Watlington asks Spotlight not to divulge too many details of her personal life. Every so often she pauses mid-sentence to dictate. “Don’t write that. You’re not allowed to write that!” Then, eyes crinkled with laughter, she relaxes into an anecdote again.
When she celebrated her 80th birthday party last year, she says her five siblings who are still alive grew teary. “They were saying to me that they feel bad for not always appreciating me enough, the way I raised them. So, I said to them, why so emotional? Please, I’m not dead yet!”
Inside Watlington’s lounge, swathes of greenery protrude from pots. Against an orchid, a note leans bearing a bible verse: “She is clothed with strength and dignity and she laughs without fear of the future. Proverbs 31:25.” Watlington is a member of the Heathfield Trinity Methodist Church where she volunteered at the church’s soup kitchen until last year.
During our interview, inside the adjoining kitchen, a microwave beeps intermittently, announcing that her dinner potatoes are ready.
Prince Harry was eating so many koesisters, sommer without a serviette.
Heeding the call
Watlington is closely involved with the District Six Museum, and her family’s beef lung stew featured in its 2016 Huis Kombuis Food and Memory Cookbook. Three years ago, at the museum’s Homecoming Centre, Watlington served Prince Harry and Meghan Markle stew and koesisters. A framed photograph on her lounge wall attests to the moment. “Prince Harry was eating so many koesisters, sommer without a serviette,” she says.

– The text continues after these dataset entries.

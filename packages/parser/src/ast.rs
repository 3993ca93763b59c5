use serde::{Deserialize, Serialize};

/// Handle into the document arena.
///
/// Node identity is the arena index; detached nodes keep their slot but become
/// unreachable from the root. All cross-references (parents, selection anchors)
/// are `NodeId`s, never owning pointers.
#[derive(Debug, Clone, Copy, PartialEq, Eq, Hash, Serialize, Deserialize)]
pub struct NodeId(u32);

impl NodeId {
    pub fn index(self) -> usize {
        self.0 as usize
    }
}

/// The closed element vocabulary of the document grammar.
#[derive(Debug, Clone, Copy, PartialEq, Eq, Hash, Serialize, Deserialize)]
#[serde(rename_all = "lowercase")]
pub enum Tag {
    P,
    H1,
    H2,
    H3,
    H4,
    H5,
    H6,
    B,
    I,
    U,
    Del,
    Sub,
    Sup,
    Code,
    A,
    Img,
    Table,
    Tr,
    Td,
    Ol,
    Ul,
    Li,
    Blockquote,
    Br,
}

impl Tag {
    pub fn as_str(self) -> &'static str {
        match self {
            Tag::P => "p",
            Tag::H1 => "h1",
            Tag::H2 => "h2",
            Tag::H3 => "h3",
            Tag::H4 => "h4",
            Tag::H5 => "h5",
            Tag::H6 => "h6",
            Tag::B => "b",
            Tag::I => "i",
            Tag::U => "u",
            Tag::Del => "del",
            Tag::Sub => "sub",
            Tag::Sup => "sup",
            Tag::Code => "code",
            Tag::A => "a",
            Tag::Img => "img",
            Tag::Table => "table",
            Tag::Tr => "tr",
            Tag::Td => "td",
            Tag::Ol => "ol",
            Tag::Ul => "ul",
            Tag::Li => "li",
            Tag::Blockquote => "blockquote",
            Tag::Br => "br",
        }
    }

    /// Canonical tag for a source tag name (already lowercased).
    ///
    /// Source aliases collapse onto the grammar: `strong` is `b`, `em` is `i`,
    /// `s`/`strike` are `del`. Names with no mapping return `None` and are
    /// treated as transparent wrappers by the parser.
    pub fn from_name(name: &str) -> Option<Tag> {
        let tag = match name {
            "p" => Tag::P,
            "h1" => Tag::H1,
            "h2" => Tag::H2,
            "h3" => Tag::H3,
            "h4" => Tag::H4,
            "h5" => Tag::H5,
            "h6" => Tag::H6,
            "b" | "strong" => Tag::B,
            "i" | "em" => Tag::I,
            "u" => Tag::U,
            "del" | "s" | "strike" => Tag::Del,
            "sub" => Tag::Sub,
            "sup" => Tag::Sup,
            "code" => Tag::Code,
            "a" => Tag::A,
            "img" => Tag::Img,
            "table" => Tag::Table,
            "tr" => Tag::Tr,
            "td" | "th" => Tag::Td,
            "ol" => Tag::Ol,
            "ul" => Tag::Ul,
            "li" => Tag::Li,
            "blockquote" => Tag::Blockquote,
            "br" => Tag::Br,
            _ => return None,
        };
        Some(tag)
    }

    /// Paragraph or heading: the tags `replaceStyle` cycles between.
    pub fn is_style(self) -> bool {
        matches!(
            self,
            Tag::P | Tag::H1 | Tag::H2 | Tag::H3 | Tag::H4 | Tag::H5 | Tag::H6
        )
    }

    /// Structural container that holds inline content or nested blocks.
    pub fn is_block(self) -> bool {
        self.is_style()
            || matches!(
                self,
                Tag::Li | Tag::Blockquote | Tag::Td | Tag::Ol | Tag::Ul | Tag::Table | Tag::Tr
            )
    }

    /// Inline formatting wrapper (bold, italic, ...).
    pub fn is_format(self) -> bool {
        matches!(
            self,
            Tag::B | Tag::I | Tag::U | Tag::Del | Tag::Sub | Tag::Sup | Tag::Code
        )
    }

    pub fn is_list(self) -> bool {
        matches!(self, Tag::Ol | Tag::Ul)
    }

    /// Void elements serialize without a closing tag and hold no children.
    pub fn is_void(self) -> bool {
        matches!(self, Tag::Br | Tag::Img)
    }
}

/// The bounded attribute set retained by the grammar.
///
/// Everything else (style, class, data-*, presentation attributes) is stripped
/// on the way in. Serialization order is fixed so round-trips are
/// byte-identical.
#[derive(Debug, Clone, Default, PartialEq, Eq, Serialize, Deserialize)]
pub struct Attributes {
    pub id: Option<String>,
    pub href: Option<String>,
    pub src: Option<String>,
    pub alt: Option<String>,
}

impl Attributes {
    pub fn new() -> Self {
        Self::default()
    }

    pub fn with_id(id: impl Into<String>) -> Self {
        Self {
            id: Some(id.into()),
            ..Self::default()
        }
    }

    pub fn is_empty(&self) -> bool {
        self.id.is_none() && self.href.is_none() && self.src.is_none() && self.alt.is_none()
    }
}

/// Node payload: the tagged variant over node kinds.
#[derive(Debug, Clone, PartialEq)]
pub enum NodeData {
    /// Synthetic document root; never serialized as a tag.
    Root { children: Vec<NodeId> },

    Element {
        tag: Tag,
        attrs: Attributes,
        children: Vec<NodeId>,
    },

    Text(String),
}

#[derive(Debug, Clone, PartialEq)]
pub struct Node {
    pub parent: Option<NodeId>,
    pub data: NodeData,
}

/// The document: an arena of nodes reachable from a synthetic root.
#[derive(Debug, Clone, PartialEq)]
pub struct Document {
    nodes: Vec<Node>,
    root: NodeId,
}

impl Document {
    pub fn new() -> Self {
        let root = Node {
            parent: None,
            data: NodeData::Root {
                children: Vec::new(),
            },
        };
        Self {
            nodes: vec![root],
            root: NodeId(0),
        }
    }

    pub fn root(&self) -> NodeId {
        self.root
    }

    pub fn node(&self, id: NodeId) -> &Node {
        &self.nodes[id.index()]
    }

    pub fn node_mut(&mut self, id: NodeId) -> &mut Node {
        &mut self.nodes[id.index()]
    }

    pub fn parent(&self, id: NodeId) -> Option<NodeId> {
        self.node(id).parent
    }

    pub fn tag(&self, id: NodeId) -> Option<Tag> {
        match &self.node(id).data {
            NodeData::Element { tag, .. } => Some(*tag),
            _ => None,
        }
    }

    pub fn attrs(&self, id: NodeId) -> Option<&Attributes> {
        match &self.node(id).data {
            NodeData::Element { attrs, .. } => Some(attrs),
            _ => None,
        }
    }

    pub fn attrs_mut(&mut self, id: NodeId) -> Option<&mut Attributes> {
        match &mut self.node_mut(id).data {
            NodeData::Element { attrs, .. } => Some(attrs),
            _ => None,
        }
    }

    pub fn text(&self, id: NodeId) -> Option<&str> {
        match &self.node(id).data {
            NodeData::Text(s) => Some(s),
            _ => None,
        }
    }

    pub fn text_mut(&mut self, id: NodeId) -> Option<&mut String> {
        match &mut self.node_mut(id).data {
            NodeData::Text(s) => Some(s),
            _ => None,
        }
    }

    pub fn is_text(&self, id: NodeId) -> bool {
        matches!(self.node(id).data, NodeData::Text(_))
    }

    pub fn children(&self, id: NodeId) -> &[NodeId] {
        match &self.node(id).data {
            NodeData::Root { children } => children,
            NodeData::Element { children, .. } => children,
            NodeData::Text(_) => &[],
        }
    }

    pub fn children_mut(&mut self, id: NodeId) -> Option<&mut Vec<NodeId>> {
        match &mut self.node_mut(id).data {
            NodeData::Root { children } => Some(children),
            NodeData::Element { children, .. } => Some(children),
            NodeData::Text(_) => None,
        }
    }

    pub fn create_text(&mut self, content: impl Into<String>) -> NodeId {
        self.alloc(NodeData::Text(content.into()))
    }

    pub fn create_element(&mut self, tag: Tag) -> NodeId {
        self.create_element_with(tag, Attributes::new())
    }

    pub fn create_element_with(&mut self, tag: Tag, attrs: Attributes) -> NodeId {
        self.alloc(NodeData::Element {
            tag,
            attrs,
            children: Vec::new(),
        })
    }

    fn alloc(&mut self, data: NodeData) -> NodeId {
        let id = NodeId(self.nodes.len() as u32);
        self.nodes.push(Node { parent: None, data });
        id
    }

    /// Append `child` to `parent`, detaching it from any previous parent.
    pub fn append(&mut self, parent: NodeId, child: NodeId) {
        let count = self.children(parent).len();
        self.insert(parent, count, child);
    }

    /// Insert `child` into `parent` at `index` (clamped to the child count).
    pub fn insert(&mut self, parent: NodeId, index: usize, child: NodeId) {
        self.detach(child);
        let inserted = match self.children_mut(parent) {
            Some(children) => {
                let index = index.min(children.len());
                children.insert(index, child);
                true
            }
            None => false,
        };
        if inserted {
            self.node_mut(child).parent = Some(parent);
        }
    }

    pub fn insert_before(&mut self, sibling: NodeId, node: NodeId) {
        if let Some(parent) = self.parent(sibling) {
            if let Some(index) = self.index_of(sibling) {
                self.insert(parent, index, node);
            }
        }
    }

    pub fn insert_after(&mut self, sibling: NodeId, node: NodeId) {
        if let Some(parent) = self.parent(sibling) {
            if let Some(index) = self.index_of(sibling) {
                self.insert(parent, index + 1, node);
            }
        }
    }

    /// Remove `id` from its parent's child list. The node keeps its arena slot
    /// but is no longer reachable from the root.
    pub fn detach(&mut self, id: NodeId) {
        let Some(parent) = self.node(id).parent else {
            return;
        };
        if let Some(children) = self.children_mut(parent) {
            children.retain(|&c| c != id);
        }
        self.node_mut(id).parent = None;
    }

    /// Index of `id` within its parent's children.
    pub fn index_of(&self, id: NodeId) -> Option<usize> {
        let parent = self.parent(id)?;
        self.children(parent).iter().position(|&c| c == id)
    }

    pub fn prev_sibling(&self, id: NodeId) -> Option<NodeId> {
        let parent = self.parent(id)?;
        let index = self.index_of(id)?;
        if index == 0 {
            None
        } else {
            Some(self.children(parent)[index - 1])
        }
    }

    pub fn next_sibling(&self, id: NodeId) -> Option<NodeId> {
        let parent = self.parent(id)?;
        let index = self.index_of(id)?;
        self.children(parent).get(index + 1).copied()
    }

    /// True while `id` is reachable from the root.
    pub fn is_attached(&self, id: NodeId) -> bool {
        let mut current = id;
        loop {
            if current == self.root {
                return true;
            }
            match self.parent(current) {
                Some(parent) => current = parent,
                None => return false,
            }
        }
    }

    /// Ancestors of `id`, nearest first, excluding `id` itself.
    pub fn ancestors(&self, id: NodeId) -> Vec<NodeId> {
        let mut out = Vec::new();
        let mut current = id;
        while let Some(parent) = self.parent(current) {
            out.push(parent);
            current = parent;
        }
        out
    }

    /// Pre-order traversal of the subtree rooted at `id`, including `id`.
    pub fn descendants(&self, id: NodeId) -> Vec<NodeId> {
        let mut out = Vec::new();
        let mut stack = vec![id];
        while let Some(current) = stack.pop() {
            out.push(current);
            for &child in self.children(current).iter().rev() {
                stack.push(child);
            }
        }
        out
    }

    /// Look an element up by its `id` attribute.
    pub fn element_by_id(&self, id_attr: &str) -> Option<NodeId> {
        self.descendants(self.root).into_iter().find(|&n| {
            self.attrs(n)
                .and_then(|a| a.id.as_deref())
                .map(|a| a == id_attr)
                .unwrap_or(false)
        })
    }

    /// Addressable length: characters for text nodes, child count for elements.
    pub fn len_of(&self, id: NodeId) -> usize {
        match &self.node(id).data {
            NodeData::Text(s) => s.chars().count(),
            NodeData::Root { children } => children.len(),
            NodeData::Element { children, .. } => children.len(),
        }
    }

    pub fn first_text_descendant(&self, id: NodeId) -> Option<NodeId> {
        self.descendants(id).into_iter().find(|&n| self.is_text(n))
    }

    /// Child-index path from the root; lexicographic order is tree order.
    pub fn path(&self, id: NodeId) -> Vec<usize> {
        let mut out = Vec::new();
        let mut current = id;
        while self.parent(current).is_some() {
            if let Some(index) = self.index_of(current) {
                out.push(index);
            }
            current = match self.parent(current) {
                Some(parent) => parent,
                None => break,
            };
        }
        out.reverse();
        out
    }

    /// A block whose only content is a placeholder `<br>` (or nothing at all).
    pub fn is_empty_block(&self, id: NodeId) -> bool {
        let children = self.children(id);
        match children {
            [] => true,
            [only] => self.tag(*only) == Some(Tag::Br),
            _ => false,
        }
    }

    /// Concatenated text content of the subtree.
    pub fn text_content(&self, id: NodeId) -> String {
        let mut out = String::new();
        for n in self.descendants(id) {
            if let Some(s) = self.text(n) {
                out.push_str(s);
            }
        }
        out
    }
}

impl Default for Document {
    fn default() -> Self {
        Self::new()
    }
}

Where Peninsula Maternity once stood, the District Six Community Day Centre opened in 2018. Outside, on the wall of the new facility, a large stainless-steel flower is now mounted, overlooking Caledon Street. Watlington explains that the artwork by Donovan Ward represents the flower of Maryam – also referred to as the hand of Fatima – which was used by many women in District Six to indicate when a woman in labour was ready to give birth. The dried flower was put in water – its dilation indicating a woman’s cervix softening and opening up too. “It was like a time clock. As the plant dilated, the woman’s cervix opened up too,” says Watlington. Talking about the art installation her voice is warm. Her manner tells of satisfaction at a slice of history, remembered.
For Watlington, nursing and nurture had been a calling, one she answered with relish. “I thank God for every single day,” she says. “Really, what more can I ask for?”